When the response finally came, FWS said ACC could only see 256 pages or 22% of the 1156 pages that corresponded to their query. The other 910 pages were secret. The available 22% did not begin to answer their questions. The wind-kill data is simply secret.
In addition, every wind site has a permit to kill up to a specified number of eagles a year before preventive action must be taken. None of this data is publicly available either. There is not even a public map or list of permitted facilities that I can find, much less permit data available for analysis.
Ultimately, there is no way to see how many kills are being allowed on a local or regional basis, or to analyze these kill allowances for impact. The national numbers may be in the tens or hundreds of thousands.
Nor is the method used by FWS to calculate these kill allowances available for analysis as far as I can tell. They may be allowing too much killing. I can find no published research on this topic.
There is another point of interest in the kill permits. The FWS permit conditions state that the kill reports only have to find about a third of the actual kills.
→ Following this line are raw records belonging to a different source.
//! Renders `FRAME:` lines from a serial capture in the terminal.
//!
//! ```text
//! espflash monitor | frame-viewer
//! frame-viewer < capture.log
//! ```

use led_matrix_board::board::BoardConfig;

#[cfg(not(target_os = "espidf"))]
fn main() {
    use std::io;

    let geometry = BoardConfig::ESP32_S3_MATRIX.geometry;
    let stdin = io::stdin().lock();
    let mut stdout = io::stdout().lock();

    match led_matrix_board::mock::run_frame_viewer(stdin, &mut stdout, geometry) {
        Ok(shown) => eprintln!("{shown} frames shown"),
        Err(e) => {
            eprintln!("Frame viewer failed: {e}");
            std::process::exit(1);
        }
    }
}

#[cfg(target_os = "espidf")]
fn main() {
    esp_idf_svc::sys::link_patches();
    esp_idf_svc::log::EspLogger::initialize_default();
    log::error!(
        "frame-viewer runs on the host; the {}x{} panel streams frames over the console",
        BoardConfig::ESP32_S3_MATRIX.geometry.width(),
        BoardConfig::ESP32_S3_MATRIX.geometry.height()
    );
}
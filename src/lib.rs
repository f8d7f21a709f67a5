pub mod board;
pub mod color;
pub mod frame;
pub mod mapping;
pub mod pattern;

/// Trait for pushing a finished frame to a display.
///
/// Abstracts over the WS2812 panel (ESP32) and terminal rendering,
/// so the frame loop in `main` is the same on device and host.
pub trait LedMatrix {
    /// Error type for display update failures.
    type Error: std::fmt::Debug + std::fmt::Display;

    /// Show the given frame.
    ///
    /// Implementations read [`frame::FrameBuffer::pixels`] for strip order
    /// or [`frame::FrameBuffer::get`] for logical order, whichever suits
    /// the output.
    fn show(&mut self, frame: &frame::FrameBuffer) -> Result<(), Self::Error>;
}

#[cfg(target_os = "espidf")]
pub mod esp32;

#[cfg(not(target_os = "espidf"))]
pub mod mock;
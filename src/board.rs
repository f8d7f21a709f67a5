//! Board configuration for the Waveshare ESP32-S3-Matrix.
//!
//! The panel is an 8×8 WS2812B matrix on GPIO 14. Everything the rest of
//! the crate needs to know about the hardware is collected in
//! [`BoardConfig`], with [`BoardConfig::ESP32_S3_MATRIX`] as the preset for
//! this board.

use std::time::Duration;

use thiserror::Error;

use crate::color::Rgb;
use crate::mapping::{CoordinateMapper, MatrixGeometry, Orientation, WiringTopology};

/// GPIO driving the LED data line.
pub const LED_PIN: u8 = 14;

/// Global brightness ceiling. Keeps the panel from overheating.
pub const BRIGHTNESS_LIMIT: u8 = 60;

pub const MATRIX_WIDTH: u16 = 8;
pub const MATRIX_HEIGHT: u16 = 8;
pub const NUM_LEDS: usize = MATRIX_WIDTH as usize * MATRIX_HEIGHT as usize;

/// Cadence of `FRAME:` snapshots on the serial console (10 FPS).
pub const FRAME_INTERVAL: Duration = Duration::from_millis(100);

/// Error returned when a board configuration cannot describe real hardware.
#[derive(Debug, Clone, Copy, PartialEq, Eq, Error)]
pub enum ConfigError {
    #[error("matrix must have at least one row and one column, got {width}x{height}")]
    EmptyGeometry { width: u16, height: u16 },

    #[error("{width}x{height} matrix has more LEDs than a u16 can index")]
    TooManyLeds { width: u16, height: u16 },

    #[error("unsupported rotation of {0} degrees (expected 0, 90, 180 or 270)")]
    UnsupportedRotation(u16),
}

/// Panel rotation in quarter turns.
///
/// Recorded as part of the board description but not applied by
/// [`CoordinateMapper`]: whether a quarter turn should swap axes, reverse
/// strip order, or both is not settled for this hardware.
#[derive(Debug, Clone, Copy, PartialEq, Eq, Hash, Default)]
pub enum Rotation {
    #[default]
    Deg0,
    Deg90,
    Deg180,
    Deg270,
}

impl Rotation {
    pub const fn degrees(self) -> u16 {
        match self {
            Rotation::Deg0 => 0,
            Rotation::Deg90 => 90,
            Rotation::Deg180 => 180,
            Rotation::Deg270 => 270,
        }
    }
}

impl TryFrom<u16> for Rotation {
    type Error = ConfigError;

    fn try_from(degrees: u16) -> Result<Self, Self::Error> {
        match degrees {
            0 => Ok(Rotation::Deg0),
            90 => Ok(Rotation::Deg90),
            180 => Ok(Rotation::Deg180),
            270 => Ok(Rotation::Deg270),
            other => Err(ConfigError::UnsupportedRotation(other)),
        }
    }
}

/// Order in which the LED chip expects the color channels on the wire.
#[derive(Debug, Clone, Copy, PartialEq, Eq, Hash, Default)]
pub enum ColorOrder {
    #[default]
    Rgb,
    Grb,
    Bgr,
}

impl ColorOrder {
    /// Channel bytes of `color` in wire order.
    pub const fn arrange(self, color: Rgb) -> [u8; 3] {
        match self {
            ColorOrder::Rgb => [color.r, color.g, color.b],
            ColorOrder::Grb => [color.g, color.r, color.b],
            ColorOrder::Bgr => [color.b, color.g, color.r],
        }
    }
}

/// Everything fixed at startup about the LED panel and its driver.
#[derive(Debug, Clone, Copy, PartialEq, Eq)]
pub struct BoardConfig {
    pub led_pin: u8,
    pub brightness_limit: u8,
    pub geometry: MatrixGeometry,
    pub color_order: ColorOrder,
    pub wiring: WiringTopology,
    pub orientation: Orientation,
    pub rotation: Rotation,
    /// Run the calibration sweep instead of the test pattern.
    pub calibration: bool,
    pub frame_interval: Duration,
}

impl BoardConfig {
    /// Waveshare ESP32-S3-Matrix as shipped.
    pub const ESP32_S3_MATRIX: Self = Self {
        led_pin: LED_PIN,
        brightness_limit: BRIGHTNESS_LIMIT,
        geometry: match MatrixGeometry::new(MATRIX_WIDTH, MATRIX_HEIGHT) {
            Ok(geometry) => geometry,
            Err(_) => panic!("board geometry must be valid"),
        },
        color_order: ColorOrder::Rgb,
        wiring: WiringTopology::RowMajor,
        orientation: Orientation::NONE,
        rotation: Rotation::Deg0,
        calibration: false,
        frame_interval: FRAME_INTERVAL,
    };

    /// Build the coordinate mapper for this panel.
    pub fn mapper(&self) -> CoordinateMapper {
        if self.rotation != Rotation::Deg0 {
            log::warn!(
                "panel rotation of {} degrees is configured but not applied to the mapping",
                self.rotation.degrees()
            );
        }
        log::info!(
            "LED matrix {}x{} on GPIO {}: {:?} wiring, flip_x={}, flip_y={}",
            self.geometry.width(),
            self.geometry.height(),
            self.led_pin,
            self.wiring,
            self.orientation.flip_x,
            self.orientation.flip_y
        );
        CoordinateMapper::new(self.geometry, self.wiring, self.orientation)
    }
}

impl Default for BoardConfig {
    fn default() -> Self {
        Self::ESP32_S3_MATRIX
    }
}
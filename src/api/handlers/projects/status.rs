//! Project status aggregation over task state.

use anyhow::{Context, Result};
use serde::{Deserialize, Serialize};
use sqlx::{PgPool, Row};
use tracing::Instrument;
use utoipa::ToSchema;
use uuid::Uuid;

/// Status of a single task.
#[derive(Debug, Clone, Copy, PartialEq, Eq, Serialize, Deserialize, ToSchema)]
pub enum TaskStatus {
    #[serde(rename = "Not Started")]
    NotStarted,
    Pending,
    #[serde(rename = "In Progress")]
    InProgress,
    Completed,
}

impl TaskStatus {
    #[must_use]
    pub fn as_str(self) -> &'static str {
        match self {
            Self::NotStarted => "Not Started",
            Self::Pending => "Pending",
            Self::InProgress => "In Progress",
            Self::Completed => "Completed",
        }
    }

    #[must_use]
    pub fn parse(value: &str) -> Option<Self> {
        match value {
            "Not Started" => Some(Self::NotStarted),
            "Pending" => Some(Self::Pending),
            "In Progress" => Some(Self::InProgress),
            "Completed" => Some(Self::Completed),
            _ => None,
        }
    }
}

/// Status of a project. Clients may set any variant at creation; the
/// aggregator only ever writes the four task-derived ones.
#[derive(Debug, Clone, Copy, PartialEq, Eq, Serialize, Deserialize, ToSchema)]
pub enum ProjectStatus {
    Planning,
    #[serde(rename = "Not Started")]
    NotStarted,
    Pending,
    #[serde(rename = "In Progress")]
    InProgress,
    #[serde(rename = "On Hold")]
    OnHold,
    Completed,
    Cancelled,
}

impl ProjectStatus {
    #[must_use]
    pub fn as_str(self) -> &'static str {
        match self {
            Self::Planning => "Planning",
            Self::NotStarted => "Not Started",
            Self::Pending => "Pending",
            Self::InProgress => "In Progress",
            Self::OnHold => "On Hold",
            Self::Completed => "Completed",
            Self::Cancelled => "Cancelled",
        }
    }

    #[must_use]
    pub fn parse(value: &str) -> Option<Self> {
        match value {
            "Planning" => Some(Self::Planning),
            "Not Started" => Some(Self::NotStarted),
            "Pending" => Some(Self::Pending),
            "In Progress" => Some(Self::InProgress),
            "On Hold" => Some(Self::OnHold),
            "Completed" => Some(Self::Completed),
            "Cancelled" => Some(Self::Cancelled),
            _ => None,
        }
    }
}

/// Derive a project's status from its non-archived task statuses.
/// First match wins: empty, all completed, any in progress, mixed.
#[must_use]
pub(crate) fn aggregate(statuses: &[TaskStatus]) -> ProjectStatus {
    if statuses.is_empty() {
        return ProjectStatus::NotStarted;
    }
    if statuses.iter().all(|status| *status == TaskStatus::Completed) {
        return ProjectStatus::Completed;
    }
    if statuses.iter().any(|status| *status == TaskStatus::InProgress) {
        return ProjectStatus::InProgress;
    }
    ProjectStatus::Pending
}

/// Recompute and persist a project's status from its current task set.
/// Idempotent: the same task set always yields the same status.
pub(crate) async fn recompute(pool: &PgPool, project_id: Uuid) -> Result<ProjectStatus> {
    let query = r"
        SELECT status
        FROM tasks
        WHERE project_id = $1
          AND archived = FALSE
    ";
    let span = tracing::info_span!(
        "db.query",
        db.system = "postgresql",
        db.operation = "SELECT",
        db.statement = query
    );
    let rows = sqlx::query(query)
        .bind(project_id)
        .fetch_all(pool)
        .instrument(span)
        .await
        .context("failed to load task statuses")?;

    let statuses: Vec<TaskStatus> = rows
        .iter()
        .filter_map(|row| TaskStatus::parse(row.get("status")))
        .collect();
    let status = aggregate(&statuses);

    let query = r"
        UPDATE projects
        SET status = $2,
            updated_at = NOW()
        WHERE id = $1
    ";
    let span = tracing::info_span!(
        "db.query",
        db.system = "postgresql",
        db.operation = "UPDATE",
        db.statement = query
    );
    sqlx::query(query)
        .bind(project_id)
        .bind(status.as_str())
        .execute(pool)
        .instrument(span)
        .await
        .context("failed to update project status")?;

    Ok(status)
}
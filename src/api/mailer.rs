//! Outbound email delivery abstraction.
//!
//! Account-lifecycle operations deliver verification and reset links
//! through this trait. Delivery is inline and best-effort: a failed send
//! surfaces to the caller as a distinct error, and the operation that
//! already wrote its rows does not roll them back.
//!
//! The default sender for local dev is `LogMailer`, which logs and
//! returns `Ok(())`. Real deployments implement `Mailer` against an SMTP
//! relay or an email API.

use anyhow::Result;
use tracing::info;

/// Email delivery abstraction injected into the auth handlers.
pub trait Mailer: Send + Sync {
    /// Deliver a message or return an error so the caller can surface it.
    fn send(&self, to: &str, subject: &str, html_body: &str) -> Result<()>;
}

/// Local dev sender that logs the payload instead of sending real email.
#[derive(Clone, Debug)]
pub struct LogMailer;

impl Mailer for LogMailer {
    fn send(&self, to: &str, subject: &str, html_body: &str) -> Result<()> {
        info!(
            to_email = %to,
            subject = %subject,
            body = %html_body,
            "email send stub"
        );
        Ok(())
    }
}

#[cfg(test)]
mod tests {
    use super::{LogMailer, Mailer};

    #[test]
    fn log_mailer_always_succeeds() {
        let mailer = LogMailer;
        assert!(mailer
            .send("alice@example.com", "Verify Email", "<p>hi</p>")
            .is_ok());
    }
}
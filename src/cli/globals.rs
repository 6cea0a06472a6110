use secrecy::SecretString;

#[derive(Debug, Clone)]
pub struct GlobalArgs {
    pub frontend_url: String,
    pub token_seed: SecretString,
}

impl GlobalArgs {
    #[must_use]
    pub fn new(frontend_url: String, token_seed: SecretString) -> Self {
        Self {
            frontend_url,
            token_seed,
        }
    }
}

#[cfg(test)]
mod tests {
    use super::*;
    use secrecy::ExposeSecret;

    #[test]
    fn test_global_args() {
        let args = GlobalArgs::new(
            "https://app.laboro.dev".to_string(),
            SecretString::from("seed"),
        );
        assert_eq!(args.frontend_url, "https://app.laboro.dev");
        assert_eq!(args.token_seed.expose_secret(), "seed");
    }
}
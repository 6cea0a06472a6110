//! Workspace endpoints.
//!
//! Workspaces are the collaboration boundary: they own projects and the
//! member roster that project membership is snapshotted from. Handlers
//! authenticate via the session token, then run membership-scoped
//! queries.

use axum::{
    extract::Extension,
    http::{HeaderMap, StatusCode},
    response::IntoResponse,
    Json,
};
use serde::{Deserialize, Serialize};
use sqlx::PgPool;
use std::sync::Arc;
use utoipa::ToSchema;

use super::auth::{session::require_auth, AuthState};
use crate::api::error::ApiError;

pub(crate) mod storage;

pub(crate) const ROLE_OWNER: &str = "owner";

#[derive(Debug, Deserialize, ToSchema)]
pub struct CreateWorkspaceRequest {
    pub name: String,
    pub description: Option<String>,
}

#[derive(Debug, Serialize, ToSchema)]
#[serde(rename_all = "camelCase")]
pub struct WorkspaceResponse {
    pub id: String,
    pub name: String,
    pub description: Option<String>,
    pub created_at: String,
}

#[utoipa::path(
    post,
    path = "/workspaces",
    request_body = CreateWorkspaceRequest,
    responses(
        (status = 201, description = "Workspace created", body = WorkspaceResponse),
        (status = 400, description = "Invalid input", body = String),
        (status = 403, description = "Missing or invalid session token")
    ),
    tag = "workspaces"
)]
pub async fn create_workspace(
    headers: HeaderMap,
    pool: Extension<PgPool>,
    auth_state: Extension<Arc<AuthState>>,
    payload: Option<Json<CreateWorkspaceRequest>>,
) -> Result<impl IntoResponse, ApiError> {
    let principal = require_auth(&headers, &pool, &auth_state).await?;

    let Some(Json(request)) = payload else {
        return Err(ApiError::Validation("Missing payload".to_string()));
    };

    let name = request.name.trim();
    if name.is_empty() {
        return Err(ApiError::Validation("Workspace name is required".to_string()));
    }
    let description = request
        .description
        .as_deref()
        .map(str::trim)
        .filter(|value| !value.is_empty());

    let workspace =
        storage::create_workspace_with_owner(&pool, principal.account_id, name, description)
            .await?;

    Ok((StatusCode::CREATED, Json(workspace.to_response())))
}

#[utoipa::path(
    get,
    path = "/workspaces",
    responses(
        (status = 200, description = "Workspaces the caller belongs to", body = [WorkspaceResponse]),
        (status = 403, description = "Missing or invalid session token")
    ),
    tag = "workspaces"
)]
pub async fn list_workspaces(
    headers: HeaderMap,
    pool: Extension<PgPool>,
    auth_state: Extension<Arc<AuthState>>,
) -> Result<impl IntoResponse, ApiError> {
    let principal = require_auth(&headers, &pool, &auth_state).await?;

    let workspaces = storage::fetch_workspaces_for_account(&pool, principal.account_id).await?;
    let response: Vec<WorkspaceResponse> = workspaces
        .iter()
        .map(storage::WorkspaceRow::to_response)
        .collect();

    Ok(Json(response))
}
Here is the standard permit language: “(1) Fatality Searches. (a) You must achieve an average annual site-wide probability of detection (accounting for spatial and temporal coverage, as well as potential scavenging or detection bias) of at least 35% for every Five-Year period during the permit tenure.”
At this 35% detection rate, the actual kills would be roughly three times those found! So they know the report numbers are way low. It is built in. Any research or findings based on the kill reports needs to take this likely low ball error into account. If a facility says 30 eagles were killed, it is fair to assume it was more like 90.
Wind power is killing a lot of eagles. The federal government is tracking this destruction, but it is all a big secret. We have a right to know what is happening to our eagles.